Antimônio: história, estrutura, propriedades, usos e riscos

O antimônio é um elemento químico de número atômico 51 e símbolo Sb, que possui uma longa história de uso na humanidade. Sua descoberta remonta à antiguidade, sendo utilizado pelos egípcios e romanos em processos de maquiagem e medicina. Atualmente, o antimônio é amplamente utilizado na indústria, principalmente na fabricação de ligas metálicas, baterias, retardantes de chama e pigmentos. Suas propriedades físicas e químicas o tornam um elemento versátil, porém seu uso indiscriminado pode representar riscos à saúde, como a toxicidade e a possibilidade de causar danos ao sistema nervoso. Neste contexto, é importante conhecer a história, estrutura, propriedades, usos e riscos associados ao antimônio para garantir seu manuseio seguro e consciente.

Origem do antimônio: de onde vem esse elemento químico tão peculiar?

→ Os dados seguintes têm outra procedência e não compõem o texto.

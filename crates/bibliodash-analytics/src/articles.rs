//! Article collection, search filtering and keyword ranking for one topic
//!
//! 1. Collect `top_articles` for the selected year, or for every year of the
//!    range in ascending order, each annotated with its source year.
//! 2. Keep articles whose title or any keyword contains the search query
//!    (trimmed, case-insensitive substring match).
//! 3. Count lower-cased keywords over the kept articles and rank them by
//!    descending frequency. Equal counts keep first-occurrence order.

use rustc_hash::FxHashMap;

use crate::model::{Article, Dataset, TopicRecord};
use crate::selection::Selection;
use crate::year::{YearFilter, YearRange};

/// Default number of ranked keywords.
pub const DEFAULT_KEYWORD_LIMIT: usize = 15;

/// An article borrowed from the dataset, tagged with the year it was listed under.
#[derive(Debug, Clone, Copy, PartialEq)]
pub struct AnnotatedArticle<'a> {
    pub year: i32,
    pub article: &'a Article,
}

/// Articles to display and the keywords ranked over them.
#[derive(Debug, Clone, Default, PartialEq)]
pub struct ArticleQuery<'a> {
    pub articles: Vec<AnnotatedArticle<'a>>,
    pub top_keywords: Vec<String>,
}

impl ArticleQuery<'_> {
    pub fn is_empty(&self) -> bool {
        self.articles.is_empty()
    }
}

/// Normalize a raw search box value: trimmed and lower-cased.
pub fn normalize_query(raw: &str) -> String {
    raw.trim().to_lowercase()
}

/// Title or keyword substring match against an already normalized query.
///
/// An empty query matches everything.
pub fn matches_query(article: &Article, query: &str) -> bool {
    query.is_empty()
        || article.title.to_lowercase().contains(query)
        || article
            .keywords
            .iter()
            .any(|k| k.to_lowercase().contains(query))
}

fn collect_articles<'a>(
    record: &'a TopicRecord,
    filter: &YearFilter,
    years: YearRange,
) -> Vec<AnnotatedArticle<'a>> {
    let annotate = move |year: i32| {
        record
            .stat_for_year(year)
            .into_iter()
            .flat_map(move |stat| stat.top_articles.iter())
            .map(move |article| AnnotatedArticle { year, article })
    };

    match filter {
        YearFilter::All => years.years().flat_map(annotate).collect(),
        YearFilter::Year(year) => annotate(*year).collect(),
        YearFilter::Unmatched(_) => Vec::new(),
    }
}

/// Rank lower-cased keywords by frequency, most frequent first, at most `limit`.
///
/// Ties keep the order in which keywords were first seen while walking the
/// articles front to back.
pub fn rank_keywords(articles: &[AnnotatedArticle<'_>], limit: usize) -> Vec<String> {
    let mut slots: FxHashMap<String, usize> = FxHashMap::default();
    let mut counts: Vec<(String, usize)> = Vec::new();

    for keyword in articles.iter().flat_map(|a| a.article.keywords.iter()) {
        let normalized = keyword.to_lowercase();
        match slots.get(&normalized) {
            Some(&slot) => counts[slot].1 += 1,
            None => {
                slots.insert(normalized.clone(), counts.len());
                counts.push((normalized, 1));
            }
        }
    }

    // Stable: equal counts stay in first-occurrence order
    counts.sort_by(|a, b| b.1.cmp(&a.1));
    counts.truncate(limit);
    counts.into_iter().map(|(keyword, _)| keyword).collect()
}

/// Run the article query described by `selection`.
///
/// Unknown topics give an empty result, never an error.
pub fn query_articles<'a>(
    dataset: &'a Dataset,
    years: YearRange,
    selection: &Selection,
    keyword_limit: usize,
) -> ArticleQuery<'a> {
    let Some(record) = dataset.get(&selection.topic) else {
        log::debug!("unknown topic {:?}, nothing to list", selection.topic);
        return ArticleQuery::default();
    };

    let query = normalize_query(&selection.search_query);
    let articles: Vec<AnnotatedArticle<'a>> =
        collect_articles(record, &selection.year_filter, years)
            .into_iter()
            .filter(|a| matches_query(a.article, &query))
            .collect();
    let top_keywords = rank_keywords(&articles, keyword_limit);

    ArticleQuery {
        articles,
        top_keywords,
    }
}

O antimônio é um elemento químico de número atômico 51 e símbolo Sb, que pertence ao grupo dos metaloides. Sua origem remonta à antiguidade, sendo conhecido e utilizado desde a época dos gregos e romanos. O antimônio é encontrado na crosta terrestre em diversos minerais, como estibina (Sb2S3), cervantita (Sb2O3) e valentinita (Sb2O4).

Um fato interessante sobre o antimônio é que seu nome deriva do grego “anti-monos”, que significa “não sozinho”, devido à sua propriedade de formar ligas metálicas com outros elementos. Ele é obtido principalmente a partir do mineral estibina, que é o principal minério de antimônio.

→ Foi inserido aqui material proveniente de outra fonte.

//! Articles subcommand - filtered top articles and ranked keywords of one topic

use std::io::Write;

use anyhow::Result;
use clap::Args;

use super::open_dashboard;
use crate::config::Config;
use crate::render::write_panel;

#[derive(Args, Debug)]
pub struct ArticlesArgs {
    /// Topic to list (default: [dashboard] default_topic or the first topic)
    #[arg(short, long)]
    pub topic: Option<String>,

    /// "all" or a year of the configured range
    #[arg(short, long, default_value = "all")]
    pub year: String,

    /// Case-insensitive substring of a title or keyword
    #[arg(short, long, default_value = "")]
    pub search: String,
}

pub fn run(args: ArticlesArgs, config: &Config) -> Result<()> {
    let mut dashboard = open_dashboard(config)?;
    if let Some(topic) = &args.topic {
        dashboard.on_topic_selected(topic);
    }
    dashboard.on_year_filter_changed(&args.year);
    let panel = dashboard.on_search_changed(&args.search);

    let stdout = std::io::stdout();
    let mut out = stdout.lock();
    writeln!(out, "{}\n", dashboard.selection().topic)?;
    write_panel(&mut out, &panel)?;
    Ok(())
}
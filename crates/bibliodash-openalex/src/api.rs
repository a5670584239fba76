//! OpenAlex works API client

use anyhow::Context;
use bibliodash_core::{fetch_text, retry_with_backoff};
use reqwest::Url;

use crate::config::CollectConfig;
use crate::schema::{WorkRow, WorksResponse};

/// URL builder for the `/works` endpoint of one (topic, year) unit
#[derive(Debug, Clone)]
pub struct WorksQuery {
    base: Url,
}

impl WorksQuery {
    /// `works?filter=publication_year:{year},default.search:{topic}[&mailto=...]`
    pub fn new(config: &CollectConfig, topic: &str, year: i32) -> anyhow::Result<Self> {
        // Without a trailing slash `join` would replace the last path segment
        let root = if config.base_url.ends_with('/') {
            Url::parse(&config.base_url)
        } else {
            Url::parse(&format!("{}/", config.base_url))
        }
        .with_context(|| format!("Invalid OpenAlex base URL {:?}", config.base_url))?;
        let mut base = root.join("works").context("Cannot build works URL")?;
        {
            let mut query = base.query_pairs_mut();
            query.append_pair(
                "filter",
                &format!("publication_year:{year},default.search:{topic}"),
            );
            if let Some(mailto) = config.mailto.as_deref().filter(|m| !m.is_empty()) {
                query.append_pair("mailto", mailto);
            }
        }
        Ok(Self { base })
    }

    /// Smallest page; only `meta.count` is read
    pub fn count_url(&self) -> Url {
        let mut url = self.base.clone();
        url.query_pairs_mut().append_pair("per_page", "1");
        url
    }

    /// Most cited works first
    pub fn top_works_url(&self, top_n: u32) -> Url {
        let mut url = self.base.clone();
        url.query_pairs_mut()
            .append_pair("sort", "cited_by_count:desc")
            .append_pair("per_page", &top_n.to_string());
        url
    }
}

/// GET + parse with retry on transient failures
pub fn get_works(url: &Url, max_retries: u32) -> anyhow::Result<WorksResponse> {
    let body = retry_with_backoff("openalex", max_retries, || fetch_text(url.as_str()))
        .context("OpenAlex request failed")?;
    serde_json::from_str(&body).context("Invalid OpenAlex works JSON")
}

/// Publication count for the unit
pub fn fetch_count(query: &WorksQuery, config: &CollectConfig) -> anyhow::Result<u64> {
    Ok(get_works(&query.count_url(), config.max_retries)?.meta.count)
}

/// Top cited works for the unit, at most `top_n`
pub fn fetch_top_works(query: &WorksQuery, config: &CollectConfig) -> anyhow::Result<Vec<WorkRow>> {
    let mut results = get_works(&query.top_works_url(config.top_n), config.max_retries)?.results;
    results.truncate(config.top_n as usize);
    Ok(results)
}

#[cfg(test)]
mod tests {
    use super::*;

    fn pairs(url: &Url) -> Vec<(String, String)> {
        url.query_pairs()
            .map(|(k, v)| (k.into_owned(), v.into_owned()))
            .collect()
    }

    #[test]
    fn count_url_has_filter_and_mailto() {
        let config = CollectConfig {
            mailto: Some("me@example.org".into()),
            ..Default::default()
        };
        let query = WorksQuery::new(&config, "Smart contract", 2021).unwrap();
        let url = query.count_url();

        assert_eq!(url.host_str(), Some("api.openalex.org"));
        assert_eq!(url.path(), "/works");
        assert_eq!(
            pairs(&url),
            [
                (
                    "filter".to_string(),
                    "publication_year:2021,default.search:Smart contract".to_string()
                ),
                ("mailto".to_string(), "me@example.org".to_string()),
                ("per_page".to_string(), "1".to_string()),
            ]
        );
    }

    #[test]
    fn top_works_url_sorts_by_citations() {
        let query = WorksQuery::new(&CollectConfig::default(), "Blockchain", 2020).unwrap();
        let url = query.top_works_url(5);
        let pairs = pairs(&url);
        // No mailto configured
        assert_eq!(pairs.len(), 3);
        assert_eq!(pairs[1], ("sort".to_string(), "cited_by_count:desc".to_string()));
        assert_eq!(pairs[2], ("per_page".to_string(), "5".to_string()));
    }

    #[test]
    fn base_url_path_is_kept() {
        let config = CollectConfig {
            base_url: "http://localhost:8080/mirror".into(),
            ..Default::default()
        };
        let url = WorksQuery::new(&config, "Blockchain", 2020).unwrap().count_url();
        assert_eq!(url.path(), "/mirror/works");
    }

    #[test]
    fn invalid_base_url_is_an_error() {
        let config = CollectConfig {
            base_url: "not a url".into(),
            ..Default::default()
        };
        assert!(WorksQuery::new(&config, "Blockchain", 2020).is_err());
    }
}
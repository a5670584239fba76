//! Fixed year range and the tolerant "all or one year" filter

use std::fmt;
use std::ops::RangeInclusive;

/// Inclusive, ascending range of years shown on the dashboard.
///
/// The first year is the growth baseline, the last the comparison year.
#[derive(Debug, Clone, Copy, PartialEq, Eq, Hash)]
pub struct YearRange {
    start: i32,
    end: i32,
}

impl YearRange {
    /// Returns `None` when `start > end`.
    pub fn new(start: i32, end: i32) -> Option<Self> {
        (start <= end).then_some(Self { start, end })
    }

    pub fn start(&self) -> i32 {
        self.start
    }

    pub fn end(&self) -> i32 {
        self.end
    }

    /// Growth baseline year
    pub fn baseline(&self) -> i32 {
        self.start
    }

    /// Growth comparison year
    pub fn comparison(&self) -> i32 {
        self.end
    }

    pub fn years(&self) -> RangeInclusive<i32> {
        self.start..=self.end
    }

    pub fn len(&self) -> usize {
        self.end.abs_diff(self.start) as usize + 1
    }

    /// Always false: a range holds at least one year.
    pub fn is_empty(&self) -> bool {
        false
    }

    pub fn contains(&self, year: i32) -> bool {
        self.years().contains(&year)
    }
}

impl Default for YearRange {
    fn default() -> Self {
        Self {
            start: 2020,
            end: 2025,
        }
    }
}

impl fmt::Display for YearRange {
    fn fmt(&self, f: &mut fmt::Formatter<'_>) -> fmt::Result {
        write!(f, "{}-{}", self.start, self.end)
    }
}

/// Year selection for the volume chart and the article list.
#[derive(Debug, Clone, PartialEq, Eq, Default)]
pub enum YearFilter {
    /// Every year of the range
    #[default]
    All,
    /// One year inside the range
    Year(i32),
    /// Unparseable or out-of-range input; matches no stat
    Unmatched(String),
}

impl YearFilter {
    /// Parse UI input without ever failing.
    ///
    /// `"all"` (any case, surrounding whitespace ignored) selects everything,
    /// an integer inside `range` selects that year, anything else becomes
    /// [`YearFilter::Unmatched`].
    pub fn parse(raw: &str, range: YearRange) -> Self {
        let trimmed = raw.trim();
        if trimmed.eq_ignore_ascii_case("all") {
            return Self::All;
        }
        match trimmed.parse::<i32>() {
            Ok(year) if range.contains(year) => Self::Year(year),
            _ => {
                log::debug!("year filter {raw:?} matches no year in {range}");
                Self::Unmatched(raw.to_string())
            }
        }
    }

    pub fn is_all(&self) -> bool {
        matches!(self, Self::All)
    }

    /// The single selected year, if any.
    pub fn year(&self) -> Option<i32> {
        match self {
            Self::Year(year) => Some(*year),
            _ => None,
        }
    }
}

impl fmt::Display for YearFilter {
    fn fmt(&self, f: &mut fmt::Formatter<'_>) -> fmt::Result {
        match self {
            Self::All => f.write_str("all"),
            Self::Year(year) => write!(f, "{year}"),
            Self::Unmatched(raw) => f.write_str(raw),
        }
    }
}

#[cfg(test)]
mod tests {
    use super::*;

    #[test]
    fn default_range() {
        let range = YearRange::default();
        assert_eq!(range.baseline(), 2020);
        assert_eq!(range.comparison(), 2025);
        assert_eq!(range.len(), 6);
        assert_eq!(range.years().collect::<Vec<_>>(), [2020, 2021, 2022, 2023, 2024, 2025]);
        assert_eq!(range.to_string(), "2020-2025");
    }

    #[test]
    fn range_rejects_descending() {
        assert!(YearRange::new(2025, 2020).is_none());
        let single = YearRange::new(2023, 2023).unwrap();
        assert_eq!(single.len(), 1);
        assert!(single.contains(2023));
        assert!(!single.contains(2024));
        assert!(!single.is_empty());
    }

    #[test]
    fn extreme_bounds_len() {
        let wide = YearRange::new(i32::MIN, i32::MAX).unwrap();
        assert_eq!(wide.len(), u32::MAX as usize + 1);
    }

    #[test]
    fn parse_all_variants() {
        let range = YearRange::default();
        assert_eq!(YearFilter::parse("all", range), YearFilter::All);
        assert_eq!(YearFilter::parse(" ALL ", range), YearFilter::All);
    }

    #[test]
    fn parse_year_in_range() {
        let range = YearRange::default();
        assert_eq!(YearFilter::parse("2021", range), YearFilter::Year(2021));
        assert_eq!(YearFilter::parse(" 2025\n", range), YearFilter::Year(2025));
        assert_eq!(YearFilter::parse("2021", range).year(), Some(2021));
    }

    #[test]
    fn parse_out_of_range_or_garbage_is_unmatched() {
        let range = YearRange::default();
        assert_eq!(
            YearFilter::parse("2019", range),
            YearFilter::Unmatched("2019".to_string())
        );
        assert_eq!(
            YearFilter::parse("twenty", range),
            YearFilter::Unmatched("twenty".to_string())
        );
        assert_eq!(YearFilter::parse("", range).year(), None);
    }

    #[test]
    fn display_round_trips_input() {
        let range = YearRange::default();
        assert_eq!(YearFilter::All.to_string(), "all");
        assert_eq!(YearFilter::Year(2022).to_string(), "2022");
        assert_eq!(YearFilter::parse("abc", range).to_string(), "abc");
    }
}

O processo de extração do antimônio envolve a trituração do minério, seguida de uma série de etapas de purificação, como a flotação e a calcinação. Após isso, o antimônio é obtido na forma metálica e pode ser utilizado em diversas aplicações industriais.

Para que serve o antimônio e quais são suas aplicações na indústria e na medicina?

O antimônio é um elemento químico com símbolo Sb e número atômico 51. Possui uma história rica e variada, sendo utilizado desde a antiguidade para diversas finalidades. Sua estrutura é semelhante à do arsênio e bismuto, pertencendo ao grupo dos metaloides.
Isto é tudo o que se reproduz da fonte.